Listening to the news about Iraq brought a different response from me than before. I had just finished reading The Lost History of Christianity by Philip Jenkins and my response was—“They’re still at it.” In a phrase attributed to Yogi Berra, “It’s déjà vu all over again!” The book is about how the great churches of the Middle East in the first few centuries of Christianity essentially collapsed, and many totally disappeared after decades of invasions, persecution, coercion to convert to Islam, and massacres. Churches, clergy, institutions, libraries, whole villages destroyed. Those that still exist (and have survived under the most severe difficulties) periodically face severe pressures unknown to us in the West.
Much of the world thinks of Christianity as Western. The Western church became predominant by default—it was the last one standing after the collapse of the great churches of the Middle East. The attempt to decimate the church and to push it into extinction is not a new tactic—Satan has been raging a long time and periodically we get a glimpse of the ugliness of his evil. He doesn’t appear to be losing interest in destroying God’s people.
Jenkins writes that the ancient church in Iraq had reached a high level of development by AD 800, one that the Latin Church in the West would not reach until the 1300s. Cities like Basra, Mosul, and Kirkuk, as well as Tikrit—the hometown of Saddam Hussain—were important Christian centers even into the Middle Ages. Eventually they were, in essence, beaten down, some to death, by invaders and Islam. Present-day radical Muslims want to finish the job but wish to carry on their program of eradication around the world, including and especially in the West.

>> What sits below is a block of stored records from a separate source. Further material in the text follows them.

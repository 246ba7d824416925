//! Notes service: CRUD over a MongoDB collection of notes, with the connection
//! string resolved from AWS Secrets Manager at startup.

pub mod bootstrap;
pub mod config;
pub mod document;
pub mod error;
pub mod extractors;
pub mod handlers;
pub mod response;
pub mod routes;
pub mod secrets;
pub mod service;
pub mod state;
pub mod store;

pub use bootstrap::{open_collection, resolve_connection_uri};
pub use config::{load_from_env, ServiceConfig, UriSource};
pub use error::{AppError, BootstrapError, ConfigError, SecretError, StoreError};
pub use routes::{app, note_routes, health_routes};
pub use secrets::{SecretSource, SecretsManagerSource, StaticSecretSource};
pub use service::NoteService;
pub use state::AppState;
pub use store::{MemoryNoteStore, MongoNoteStore, NoteStore};
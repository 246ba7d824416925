//! MongoDB-backed note store.

use async_trait::async_trait;
use futures_util::TryStreamExt;
use mongodb::{
    bson::{doc, oid::ObjectId, Bson, Document},
    options::ReturnDocument,
    Client, Collection,
};

use crate::error::StoreError;
use crate::store::traits::{NoteStore, StoreResult};

/// Handle to one collection on a long-lived client. Cloning shares the client's pool.
#[derive(Clone)]
pub struct MongoNoteStore {
    client: Client,
    collection: Collection<Document>,
}

impl MongoNoteStore {
    pub fn new(client: Client, database: &str, collection: &str) -> Self {
        let collection = client.database(database).collection::<Document>(collection);
        MongoNoteStore { client, collection }
    }
}

#[async_trait]
impl NoteStore for MongoNoteStore {
    async fn find(&self, filter: Document) -> StoreResult<Vec<Document>> {
        let cursor = self.collection.find(filter).await?;
        Ok(cursor.try_collect().await?)
    }

    async fn find_by_id(&self, id: ObjectId) -> StoreResult<Option<Document>> {
        Ok(self.collection.find_one(doc! { "_id": id }).await?)
    }

    async fn insert(&self, doc: Document) -> StoreResult<ObjectId> {
        let result = self.collection.insert_one(doc).await?;
        match result.inserted_id {
            Bson::ObjectId(id) => Ok(id),
            other => Err(StoreError::InsertedId(other)),
        }
    }

    async fn update_by_id(&self, id: ObjectId, set: Document) -> StoreResult<Option<Document>> {
        Ok(self
            .collection
            .find_one_and_update(doc! { "_id": id }, doc! { "$set": set })
            .return_document(ReturnDocument::After)
            .await?)
    }

    async fn delete_by_id(&self, id: ObjectId) -> StoreResult<bool> {
        let result = self.collection.delete_one(doc! { "_id": id }).await?;
        Ok(result.deleted_count > 0)
    }

    async fn ping(&self) -> StoreResult<()> {
        self.client
            .database("admin")
            .run_command(doc! { "ping": 1 })
            .await?;
        Ok(())
    }
}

We have misunderstood the passage in Matthew 16:18 where it says that the gates of hell will not prevail against the church. The church will ultimately prevail but in certain locales, it is being beaten out of existence. We need to embrace this fact and deal with it realistically and with maturity. We need to be careful of false “triumphalism,” which is what we easily fall prey to when we don’t have the whole picture. While Christianity is seeing great success in some places, it is being systematically decimated in others. VOM and others like us are not always appreciated for bringing up this fact. Many Christians wish to ignore it with the hope that it will go away. Bad news—it will not go away until Jesus comes again. Most likely it will get worse.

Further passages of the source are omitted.